„Es ist krank. Es ist wie ein Doppelleben.“ Diese eindringlichen Worte stammen von Karin Thaler, die in der Sendung Riverboat über die Herausforderungen sprach, die sie und ihre Familie durch die psychische Erkrankung ihrer Mutter durchlebt haben.
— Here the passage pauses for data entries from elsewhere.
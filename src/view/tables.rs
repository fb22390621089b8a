use std::collections::BTreeSet;

use tracing::debug;

use super::layout::{self, MARGIN};
use super::{DesignView, EditTarget, EditView, KeyInput, View, ViewContext, ViewRequest};
use crate::manager::TableManager;
use crate::model::TableId;
use crate::window::surface::Surface;

const FIRST_ROW: i32 = 1;

/// Root view: one line per table.
#[derive(Debug, Clone, Default)]
pub struct TablesView {
    selected: BTreeSet<TableId>,
}

impl TablesView {
    pub fn new() -> Self {
        Self::default()
    }

    pub fn selected(&self) -> &BTreeSet<TableId> {
        &self.selected
    }

    pub fn title(&self) -> String {
        "Tables".to_string()
    }

    fn row_at(y: i32) -> Option<usize> {
        usize::try_from(y - FIRST_ROW).ok()
    }

    fn table_at(y: i32, tables: &TableManager) -> Option<TableId> {
        let row = Self::row_at(y)?;
        tables.store().tables().get(row).map(|t| t.id())
    }

    pub fn paint(
        &self,
        surface: &mut dyn Surface,
        tables: &TableManager,
        editing: Option<&EditTarget>,
    ) {
        surface.put_str(MARGIN, 0, "Name", layout::header_style());
        let width = surface.width().saturating_sub(MARGIN as u16);
        for (row, table) in tables.store().tables().iter().enumerate() {
            let y = FIRST_ROW + row as i32;
            layout::paint_marker(surface, y, self.selected.contains(&table.id()));
            let field = match editing {
                Some(EditTarget::TableName(id)) if *id == table.id() => Some(0),
                _ => None,
            };
            let style = if self.selected.contains(&table.id()) {
                layout::selected_style()
            } else {
                Default::default()
            };
            let name = [table.name().to_string()];
            layout::paint_fields(surface, y, &[width], &name, style, field);
        }
    }

    pub fn handle_single_click(
        &mut self,
        x: i32,
        y: i32,
        ctx: &mut ViewContext<'_>,
    ) -> ViewRequest {
        let Some(table) = Self::table_at(y, ctx.tables) else {
            return ViewRequest::None;
        };
        if layout::in_margin(x) {
            if !self.selected.remove(&table) {
                self.selected.insert(table);
            }
            return ViewRequest::None;
        }
        match EditView::new(EditTarget::TableName(table), ctx.view_id, ctx.tables) {
            Some(edit) => ViewRequest::Substitute(View::Edit(edit)),
            None => ViewRequest::None,
        }
    }

    pub fn handle_double_click(
        &mut self,
        _x: i32,
        y: i32,
        ctx: &mut ViewContext<'_>,
    ) -> ViewRequest {
        if y < FIRST_ROW {
            return ViewRequest::None;
        }
        match Self::table_at(y, ctx.tables) {
            Some(table) => ViewRequest::Substitute(View::Design(DesignView::new(table))),
            None => {
                let table = ctx.tables.add_table();
                debug!(target: "views", "created table {}", table);
                ViewRequest::None
            }
        }
    }

    pub fn handle_key(&mut self, key: KeyInput, ctx: &mut ViewContext<'_>) -> ViewRequest {
        match key {
            KeyInput::Delete => {
                for table in std::mem::take(&mut self.selected) {
                    if let Err(e) = ctx.tables.remove_table(table) {
                        debug!(target: "views", "skipping removal of {}: {}", table, e);
                    }
                }
                ViewRequest::None
            }
            _ => ViewRequest::None,
        }
    }
}
use std::collections::{BTreeMap, HashSet};

use tracing::{debug, error};

use super::{View, ViewId};

/// Owns every live view. Frames and editing views refer to views by id.
#[derive(Debug, Default)]
pub struct ViewArena {
    views: BTreeMap<ViewId, View>,
    next_id: u64,
}

impl ViewArena {
    pub fn new() -> Self {
        Self::default()
    }

    pub fn insert(&mut self, view: View) -> ViewId {
        let id = ViewId(self.next_id);
        self.next_id += 1;
        debug!(target: "views", "registered {} view {}", view.kind(), id);
        self.views.insert(id, view);
        id
    }

    pub fn get(&self, id: ViewId) -> Option<&View> {
        self.views.get(&id)
    }

    pub fn get_mut(&mut self, id: ViewId) -> Option<&mut View> {
        self.views.get_mut(&id)
    }

    pub fn contains(&self, id: ViewId) -> bool {
        self.views.contains_key(&id)
    }

    pub fn len(&self) -> usize {
        self.views.len()
    }

    pub fn is_empty(&self) -> bool {
        self.views.is_empty()
    }

    /// `id` followed by its underlying view, that view's underlying, and so
    /// on. An id that is no longer registered ends the chain.
    pub fn chain(&self, id: ViewId) -> Vec<ViewId> {
        let mut chain = vec![id];
        let mut current = id;
        while let Some(next) = self.views.get(&current).and_then(View::underlying) {
            if chain.contains(&next) {
                error!(target: "views", "cycle in underlying chain of {} at {}", id, next);
                debug_assert!(false, "cycle in underlying chain of {} at {}", id, next);
                break;
            }
            chain.push(next);
            current = next;
        }
        chain
    }

    /// Dead-view check for the view `id`: true when `dead` appears below it
    /// in its underlying chain. Every editing view between `id` and `dead`
    /// drops its underlying reference.
    pub fn handle_dead_view(&mut self, id: ViewId, dead: ViewId) -> bool {
        let chain = self.chain(id);
        let Some(position) = chain.iter().skip(1).position(|v| *v == dead) else {
            return false;
        };
        for view in &chain[..=position] {
            if let Some(View::Edit(edit)) = self.views.get_mut(view) {
                edit.detach();
            }
        }
        true
    }

    /// Drop every view not reachable from `roots` through underlying links.
    pub fn retain_reachable(&mut self, roots: impl IntoIterator<Item = ViewId>) -> Vec<ViewId> {
        let mut reachable = HashSet::new();
        for root in roots {
            reachable.extend(self.chain(root));
        }
        let released: Vec<ViewId> = self
            .views
            .keys()
            .filter(|id| !reachable.contains(id))
            .copied()
            .collect();
        for id in &released {
            self.views.remove(id);
        }
        if !released.is_empty() {
            debug!(target: "views", "released {} view(s): {:?}", released.len(), released);
        }
        released
    }
}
Thaler, bekannt aus den Rosenheim-Cops, schilderte ihre Erfahrungen mit der manisch-depressiven Erkrankung ihrer Mutter, die auch mit einer Spielsucht zu kämpfen hatte. Ihre Mutter wurde wegen versuchter Erpressung eines Supermarktes verurteilt und embeutelte dabei 193.000 D-Mark.
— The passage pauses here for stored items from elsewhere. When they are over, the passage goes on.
use chrono::Local;
use std::collections::VecDeque;
use std::fs::{File, OpenOptions};
use std::io::Write;
use std::path::{Path, PathBuf};
use std::sync::{Arc, Mutex, MutexGuard, OnceLock, PoisonError};
use tracing::Level;
use tracing_subscriber::fmt::MakeWriter;

use crate::config::config::LoggingConfig;

/// Maximum number of log entries to keep in memory
const MAX_LOG_ENTRIES: usize = 1000;

/// A log entry with timestamp and message
#[derive(Debug, Clone)]
pub struct LogEntry {
    pub timestamp: String,
    pub level: String,
    pub target: String,
    pub message: String,
}

impl LogEntry {
    pub fn new(level: Level, target: &str, message: String) -> Self {
        Self {
            timestamp: Local::now().format("%H:%M:%S.%3f").to_string(),
            level: level.to_string().to_uppercase(),
            target: target.to_string(),
            message,
        }
    }

    /// Format for the status line and the log file
    pub fn format_for_display(&self) -> String {
        format!(
            "[{}] {} [{}] {}",
            self.timestamp, self.level, self.target, self.message
        )
    }
}

/// Thread-safe ring buffer for log entries
#[derive(Clone, Default)]
pub struct LogRingBuffer {
    entries: Arc<Mutex<VecDeque<LogEntry>>>,
}

impl LogRingBuffer {
    pub fn new() -> Self {
        Self {
            entries: Arc::new(Mutex::new(VecDeque::with_capacity(MAX_LOG_ENTRIES))),
        }
    }

    fn entries(&self) -> MutexGuard<'_, VecDeque<LogEntry>> {
        self.entries.lock().unwrap_or_else(PoisonError::into_inner)
    }

    pub fn push(&self, entry: LogEntry) {
        let mut entries = self.entries();
        if entries.len() >= MAX_LOG_ENTRIES {
            entries.pop_front();
        }
        entries.push_back(entry);
    }

    pub fn get_recent(&self, count: usize) -> Vec<LogEntry> {
        let entries = self.entries();
        entries.iter().rev().take(count).rev().cloned().collect()
    }

    pub fn latest(&self) -> Option<LogEntry> {
        self.entries().back().cloned()
    }

    pub fn clear(&self) {
        self.entries().clear();
    }

    pub fn len(&self) -> usize {
        self.entries().len()
    }

    pub fn is_empty(&self) -> bool {
        self.entries().is_empty()
    }
}

/// Split a compact-format line, "LEVEL target: message", into its parts.
fn parse_compact(line: &str) -> (Level, &str, &str) {
    let levels = [
        ("TRACE ", Level::TRACE),
        ("DEBUG ", Level::DEBUG),
        ("INFO ", Level::INFO),
        ("WARN ", Level::WARN),
        ("ERROR ", Level::ERROR),
    ];
    let Some((level, rest)) = levels.iter().find_map(|(prefix, level)| {
        line.strip_prefix(prefix).map(|rest| (*level, rest.trim_start()))
    }) else {
        return (Level::INFO, "general", line);
    };

    match rest.split_once(':') {
        Some((target, message)) if !target.contains(' ') => (level, target, message.trim()),
        _ => (level, "general", rest),
    }
}

/// Writer that feeds both the ring buffer and, when enabled, the log file
#[derive(Clone)]
pub struct DualWriter {
    buffer: LogRingBuffer,
    file: Option<Arc<Mutex<File>>>,
}

impl DualWriter {
    pub fn new(buffer: LogRingBuffer, file: Option<File>) -> Self {
        Self {
            buffer,
            file: file.map(|f| Arc::new(Mutex::new(f))),
        }
    }
}

impl Write for DualWriter {
    fn write(&mut self, buf: &[u8]) -> std::io::Result<usize> {
        if let Ok(message) = std::str::from_utf8(buf) {
            let message = message.trim();
            if !message.is_empty() {
                let (level, target, msg) = parse_compact(message);
                let entry = LogEntry::new(level, target, msg.to_string());

                if let Some(file) = &self.file {
                    let mut file = file.lock().unwrap_or_else(PoisonError::into_inner);
                    writeln!(file, "{}", entry.format_for_display())?;
                }
                self.buffer.push(entry);
            }
        }
        Ok(buf.len())
    }

    fn flush(&mut self) -> std::io::Result<()> {
        if let Some(file) = &self.file {
            file.lock().unwrap_or_else(PoisonError::into_inner).flush()?;
        }
        Ok(())
    }
}

impl<'a> MakeWriter<'a> for DualWriter {
    type Writer = Self;

    fn make_writer(&'a self) -> Self::Writer {
        self.clone()
    }
}

/// Shared by every `init_tracing` call; only the first one installs it.
static LOG_BUFFER: OnceLock<LogRingBuffer> = OnceLock::new();

/// Directory for session log files
pub fn log_dir() -> PathBuf {
    dirs::data_local_dir()
        .unwrap_or_else(std::env::temp_dir)
        .join("tablr")
        .join("logs")
}

/// Create a timestamped log file in `dir` and point `latest.log` at it
pub fn open_log_file(dir: &Path) -> std::io::Result<(File, PathBuf)> {
    std::fs::create_dir_all(dir)?;
    let timestamp = Local::now().format("%Y%m%d_%H%M%S");
    let path = dir.join(format!("tablr_{}.log", timestamp));
    let file = OpenOptions::new().create(true).append(true).open(&path)?;

    #[cfg(unix)]
    {
        let latest = dir.join("latest.log");
        let _ = std::fs::remove_file(&latest);
        let _ = std::os::unix::fs::symlink(&path, &latest);
    }

    Ok((file, path))
}

/// Install the global subscriber. Returns the ring buffer the status line
/// reads from and the log file path, if one was opened.
pub fn init_tracing(config: &LoggingConfig) -> (LogRingBuffer, Option<PathBuf>) {
    use tracing_subscriber::{fmt, layer::SubscriberExt, util::SubscriberInitExt, EnvFilter};

    let buffer = LOG_BUFFER.get_or_init(LogRingBuffer::new).clone();

    let (file, path) = if config.to_file {
        match open_log_file(&log_dir()) {
            Ok((file, path)) => (Some(file), Some(path)),
            Err(e) => {
                eprintln!("tablr: could not open log file: {}", e);
                (None, None)
            }
        }
    } else {
        (None, None)
    };

    let fmt_layer = fmt::layer()
        .with_writer(DualWriter::new(buffer.clone(), file))
        .with_target(true)
        .with_level(true)
        .with_ansi(false)
        .without_time() // LogEntry adds its own timestamp
        .compact();

    let filter = EnvFilter::try_from_default_env()
        .or_else(|_| EnvFilter::try_new(&config.level))
        .unwrap_or_else(|_| EnvFilter::new("info"));

    let installed = tracing_subscriber::registry()
        .with(filter)
        .with(fmt_layer)
        .try_init()
        .is_ok();

    if installed {
        tracing::info!(target: "tablr", "logging initialised (level '{}')", config.level);
    }
    (buffer, path)
}

#[cfg(test)]
mod tests {
    use super::*;

    #[test]
    fn test_parse_compact_line() {
        assert_eq!(
            parse_compact("DEBUG history: undo: add table 'Table0'"),
            (Level::DEBUG, "history", "undo: add table 'Table0'")
        );
        assert_eq!(
            parse_compact("WARN some words: here"),
            (Level::WARN, "general", "some words: here")
        );
        assert_eq!(parse_compact("plain"), (Level::INFO, "general", "plain"));
    }

    #[test]
    fn test_ring_buffer_is_bounded() {
        let buffer = LogRingBuffer::new();
        for i in 0..MAX_LOG_ENTRIES + 5 {
            buffer.push(LogEntry::new(Level::INFO, "test", i.to_string()));
        }
        assert_eq!(buffer.len(), MAX_LOG_ENTRIES);
        assert_eq!(buffer.get_recent(1)[0].message, (MAX_LOG_ENTRIES + 4).to_string());
        assert_eq!(buffer.get_recent(2)[0].message, (MAX_LOG_ENTRIES + 3).to_string());
    }

    #[test]
    fn test_dual_writer_fills_buffer_and_file() {
        let dir = tempfile::tempdir().unwrap();
        let (file, path) = open_log_file(dir.path()).unwrap();
        let buffer = LogRingBuffer::new();
        let mut writer = DualWriter::new(buffer.clone(), Some(file));

        writer.write_all(b"INFO views: opened tables view v0\n").unwrap();
        writer.flush().unwrap();

        let latest = buffer.latest().unwrap();
        assert_eq!(latest.target, "views");
        assert_eq!(latest.message, "opened tables view v0");
        let written = std::fs::read_to_string(path).unwrap();
        assert!(written.contains("INFO [views] opened tables view v0"));
    }
}
//! Utility functions and helpers

pub mod logging;
use chrono::{DateTime, Utc};
use reqwest::Url;
use serde::{Deserialize, Serialize};
use std::fmt;
use thiserror::Error;

#[derive(Debug, Clone, Copy, Serialize, Deserialize, PartialEq, Eq, Hash)]
#[serde(rename_all = "SCREAMING_SNAKE_CASE")]
pub enum PostStatus {
    Pending,
    Processing,
    Published,
    Failed,
}

impl PostStatus {
    pub fn as_str(&self) -> &'static str {
        match self {
            PostStatus::Pending => "PENDING",
            PostStatus::Processing => "PROCESSING",
            PostStatus::Published => "PUBLISHED",
            PostStatus::Failed => "FAILED",
        }
    }

    pub fn parse_state(s: &str) -> Option<Self> {
        match s {
            "PENDING" => Some(PostStatus::Pending),
            "PROCESSING" => Some(PostStatus::Processing),
            "PUBLISHED" => Some(PostStatus::Published),
            "FAILED" => Some(PostStatus::Failed),
            _ => None,
        }
    }
}

impl fmt::Display for PostStatus {
    fn fmt(&self, f: &mut fmt::Formatter<'_>) -> fmt::Result {
        f.write_str(self.as_str())
    }
}

/// A scheduled short-form video post as stored by the repository.
#[derive(Debug, Clone, Serialize, Deserialize, PartialEq, Eq)]
#[serde(rename_all = "camelCase")]
pub struct Post {
    pub id: i64,
    pub caption: String,
    pub video_url: String,
    pub scheduled_at: DateTime<Utc>,
    pub status: PostStatus,
    pub failure_reason: Option<String>,
    pub published_at: Option<DateTime<Utc>>,
    pub external_id: Option<String>,
    pub created_at: DateTime<Utc>,
    pub updated_at: DateTime<Utc>,
}

impl Post {
    pub fn is_due(&self, now: DateTime<Utc>) -> bool {
        self.scheduled_at <= now
    }
}

#[derive(Debug, Error, PartialEq, Eq)]
pub enum ValidationError {
    #[error("caption must be non-empty")]
    EmptyCaption,
    #[error("video url must be non-empty")]
    EmptyVideoUrl,
    #[error("video url is not a valid http(s) URL: {0}")]
    InvalidVideoUrl(String),
    #[error("access token must be non-empty")]
    EmptyAccessToken,
    #[error("account id must be non-empty")]
    EmptyAccountId,
}

/// Input for creating a post. New posts always start out `PENDING`.
#[derive(Debug, Clone, Serialize, Deserialize)]
#[serde(rename_all = "camelCase")]
pub struct NewPost {
    pub caption: String,
    pub video_url: String,
    pub scheduled_at: DateTime<Utc>,
}

impl NewPost {
    pub fn validate(&self) -> Result<(), ValidationError> {
        validate_caption(&self.caption)?;
        validate_video_url(&self.video_url)
    }
}

/// Partial edit of a post. Absent fields are left untouched; status is never
/// part of an edit.
#[derive(Debug, Clone, Default, Serialize, Deserialize)]
#[serde(rename_all = "camelCase")]
pub struct PostUpdate {
    pub caption: Option<String>,
    pub video_url: Option<String>,
    pub scheduled_at: Option<DateTime<Utc>>,
}

impl PostUpdate {
    pub fn validate(&self) -> Result<(), ValidationError> {
        if let Some(caption) = &self.caption {
            validate_caption(caption)?;
        }
        if let Some(url) = &self.video_url {
            validate_video_url(url)?;
        }
        Ok(())
    }

    pub fn is_empty(&self) -> bool {
        self.caption.is_none() && self.video_url.is_none() && self.scheduled_at.is_none()
    }
}

fn validate_caption(caption: &str) -> Result<(), ValidationError> {
    if caption.trim().is_empty() {
        return Err(ValidationError::EmptyCaption);
    }
    Ok(())
}

fn validate_video_url(url: &str) -> Result<(), ValidationError> {
    let trimmed = url.trim();
    if trimmed.is_empty() {
        return Err(ValidationError::EmptyVideoUrl);
    }
    match Url::parse(trimmed) {
        Ok(parsed) if matches!(parsed.scheme(), "http" | "https") && parsed.host().is_some() => {
            Ok(())
        }
        _ => Err(ValidationError::InvalidVideoUrl(trimmed.to_string())),
    }
}

/// Publishing credentials: an access token plus the platform account it acts for.
#[derive(Clone, PartialEq, Eq, Serialize, Deserialize)]
#[serde(rename_all = "camelCase")]
pub struct Credentials {
    pub access_token: String,
    pub account_id: String,
}

impl Credentials {
    pub fn new(access_token: impl Into<String>, account_id: impl Into<String>) -> Self {
        Self {
            access_token: access_token.into(),
            account_id: account_id.into(),
        }
    }

    pub fn validate(&self) -> Result<(), ValidationError> {
        if self.access_token.trim().is_empty() {
            return Err(ValidationError::EmptyAccessToken);
        }
        if self.account_id.trim().is_empty() {
            return Err(ValidationError::EmptyAccountId);
        }
        Ok(())
    }

    /// Token preview safe to show an operator, e.g. `abcd...wxyz`.
    pub fn preview(&self) -> String {
        let token = &self.access_token;
        let chars: Vec<char> = token.chars().collect();
        if chars.len() > 8 {
            let head: String = chars[..4].iter().collect();
            let tail: String = chars[chars.len() - 4..].iter().collect();
            format!("{}...{}", head, tail)
        } else {
            token.clone()
        }
    }
}

impl fmt::Debug for Credentials {
    fn fmt(&self, f: &mut fmt::Formatter<'_>) -> fmt::Result {
        f.debug_struct("Credentials")
            .field("account_id", &self.account_id)
            .finish_non_exhaustive()
    }
}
Diese Situation führte zu enormem Stress für Thaler. Sie beschrieb sich selbst als „co-dependent“, was bedeutet, dass sie sich stark um das Wohl ihrer Mutter sorgte und oft eigene Bedürfnisse zurückstellte. Diese emotionalen Kämpfe sind nicht nur persönlich; sie spiegeln ein weit verbreitetes Problem wider, das viele Familien betrifft.
Die emotionale Belastung war so groß, dass Thaler eine Garantie von 500 Mark unterschreiben musste, um ihrer Mutter eine Gefängnisstrafe zu ersparen. „Du musst strahlen. Woher denn nehmen, wenn innen drin alles so dunkel ist?“ fragte sie rhetorisch und verdeutlichte damit den inneren Konflikt, den sie erlebte.
Die Sendung Riverboat, die seit über 33 Jahren besteht, bietet eine Plattform für Prominente, um persönliche Geschichten zu teilen. In dieser Episode waren auch Gäste wie Markus Wasmeier, Joja Wendt und Elisabeth Volkmann anwesend.
Karin Thalers Geschichte ist nicht nur eine persönliche Erzählung; sie wirft auch Fragen zur gesellschaftlichen Wahrnehmung von psychischen Krankheiten auf. Warum ist es so schwierig, über solche Themen offen zu sprechen? Das Bewusstsein für diese Probleme wächst, doch viele Menschen fühlen sich immer noch isoliert.
Diese Offenheit kann helfen, Stigmata abzubauen und anderen in ähnlichen Situationen Mut zu machen. Die nächste Episode von Riverboat wird zeigen, wie solche persönlichen Geschichten das Publikum berühren können.